Human rights advocates need to push for legislative reform and explore civil litigation if they want to make corporations more accountable for their impact on other countries, experts told the Law Union of Ontario conference this past weekend.
At a panel discussion which examined how large companies align themselves with militia governments or build up their own armed forces, lawyers and authors outlined a number of legal mechanisms that could curb violence and punish human rights abusers. One challenge to those strategies, however, may be a perception that the courts don’t offer any solutions, one panelist said.
“Some see it as grandstanding, and there’s a belief that what’s needed is better policing,” said Noah Novogrodsky, adjunct professor and director of the International Human Rights program at the University of Toronto. “When we do that, we give human rights violators a blank cheque.”
One of the reasons governments in Canada and the U.S. have not addressed human rights abuses linked to corporations is that we lack legislative tools created specifically for that purpose, said Georgette Gagnon, a lawyer who has been involved in several missions investigating slavery and human rights in Sudan. The problem, she said, is that governments are not moving to develop these tools.
Much of Gagnon’s work has focused on the role of Calgary-based Talisman Energy, which between 1998 and 2003 held a 25 per cent share in a consortium trying to develop oil production in Sudan’s conflict zones. The Government of Sudan provides security for the oil fields in which Talisman had an interest, which are located in disputed territory populated by mainly Dinka peoples. While Talisman has maintained its presence had a positive influence on the region, Gagnon said the company’s investments led the government to force people off their land, targeting civilians, burning their homes, and abducting women and children. During the 17-year civil war in Sudan, the UN and other international organizations estimate that some two million people have died and some 4.5 million have been displaced.
Gagnon said her report has been largely ignored by the Canadian government that sponsored it. That is why she is pushing for home state laws that would regulate transnational corporations.
“We think we’re not supposed to tell them where to invest,” said Gagnon, “but corporate law is all about that. And corporations have gotten a free ride.”
Last September, Novogrodsky opened the first known Canadian legal clinic at the University of Toronto to focus specifically on human rights law. The committee of lawyers at the clinic, which includes three law professors and 14 law students, has been working on seven cases ranging from aboriginal land claims in Belize to providing a legal opinion on the United Nations’ right to deliver humanitarian aid.
One of the resources at the clinic’s disposal is the United States’ Alien Tort Claims Act of 1789, which allows foreign victims of serious human rights abuse abroad to sue the perpetrators in U.S. courts. Novogrodsky said the Bush administration recently filed a statement protesting the use of this act against corporations following a case against energy company UNOCAL by a group of Burmese people who say they were forced to work as slaves on a pipeline project.

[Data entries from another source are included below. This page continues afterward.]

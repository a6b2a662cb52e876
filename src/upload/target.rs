use crate::error::UploadError;
use reqwest::Url;

/// Muxer and sink elements for an upload address.
///
/// `rtmp://` and `rtmps://` go through FLV, `udp://` and `tcp://` carry MPEG-TS.
pub fn sink_elements(address: &str) -> Result<String, UploadError> {
    let unavailable = |details: &str| UploadError::SinkUnavailable {
        sink: address.to_string(),
        details: details.to_string(),
    };

    let url = Url::parse(address.trim()).map_err(|e| unavailable(&e.to_string()))?;

    match url.scheme() {
        "rtmp" | "rtmps" => Ok(format!(
            "flvmux streamable=true ! rtmpsink location=\"{} live=1\"",
            url.as_str()
        )),
        scheme @ ("udp" | "tcp") => {
            let host = url
                .host_str()
                .ok_or_else(|| unavailable("missing host"))?;
            let port = url.port().ok_or_else(|| unavailable("missing port"))?;
            let sink = if scheme == "udp" { "udpsink" } else { "tcpclientsink" };
            Ok(format!(
                "mpegtsmux ! {} host={} port={}",
                sink,
                host.trim_start_matches('[').trim_end_matches(']'),
                port
            ))
        }
        other => Err(unavailable(&format!("unsupported scheme '{}'", other))),
    }
}
use std::fmt;

/// Lifecycle of the capture/processing session
#[derive(Debug, Clone, Copy, PartialEq, Eq)]
pub enum PipelineState {
    Stopped,
    Starting,
    Running,
    Stopping,
}

impl fmt::Display for PipelineState {
    fn fmt(&self, f: &mut fmt::Formatter<'_>) -> fmt::Result {
        let name = match self {
            PipelineState::Stopped => "stopped",
            PipelineState::Starting => "starting",
            PipelineState::Running => "running",
            PipelineState::Stopping => "stopping",
        };
        f.write_str(name)
    }
}

/// System shutdown reason
#[derive(Debug, Clone, PartialEq)]
pub enum ShutdownReason {
    Signal(String),
    Error(String),
    UserRequest,
}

The development of private armies or partnerships with militia governments by corporations has a long historical precedent, said Madelaine Drohan, author of the recently published Making a Killing: How and Why Corporations Use Armed Forces For Profit. In every case profiled in her book, Drohan said there was a prevailing ethos that gave companies the cover they needed. Companies might have justified force to advance the goals of colonialism in the days of the British Empire, for example, or to combat Communist rivals in the days of the Cold War.
Today, Drohan said, companies like Talisman, Royal Dutch Shell and Ranger Oil are operating in a world that champions free markets. In many corporations, she said, the use of force and human rights abuses are unknown to ill-informed boards of directors which help manage these firms. The one hope is that the accounting scandals of the last three years will lead to more strict governance practices, she added.
“They’re still focused on the bottom line,” said Drohan, “but if (governance rules) actually happen we’ll still have side benefits in terms of human rights, simply because their activities will be more transparent.”
Novogrodsky said the power of regulation and civil action should not be underestimated. “For one thing, it damages their reputation, and that can drive up the cost of doing business,” he said. “This is a language that business understands.”
The 30th annual Law Union of Ontario conference, which ran Feb. 26-27, looked at a wide range of issues including policing, national security and health care.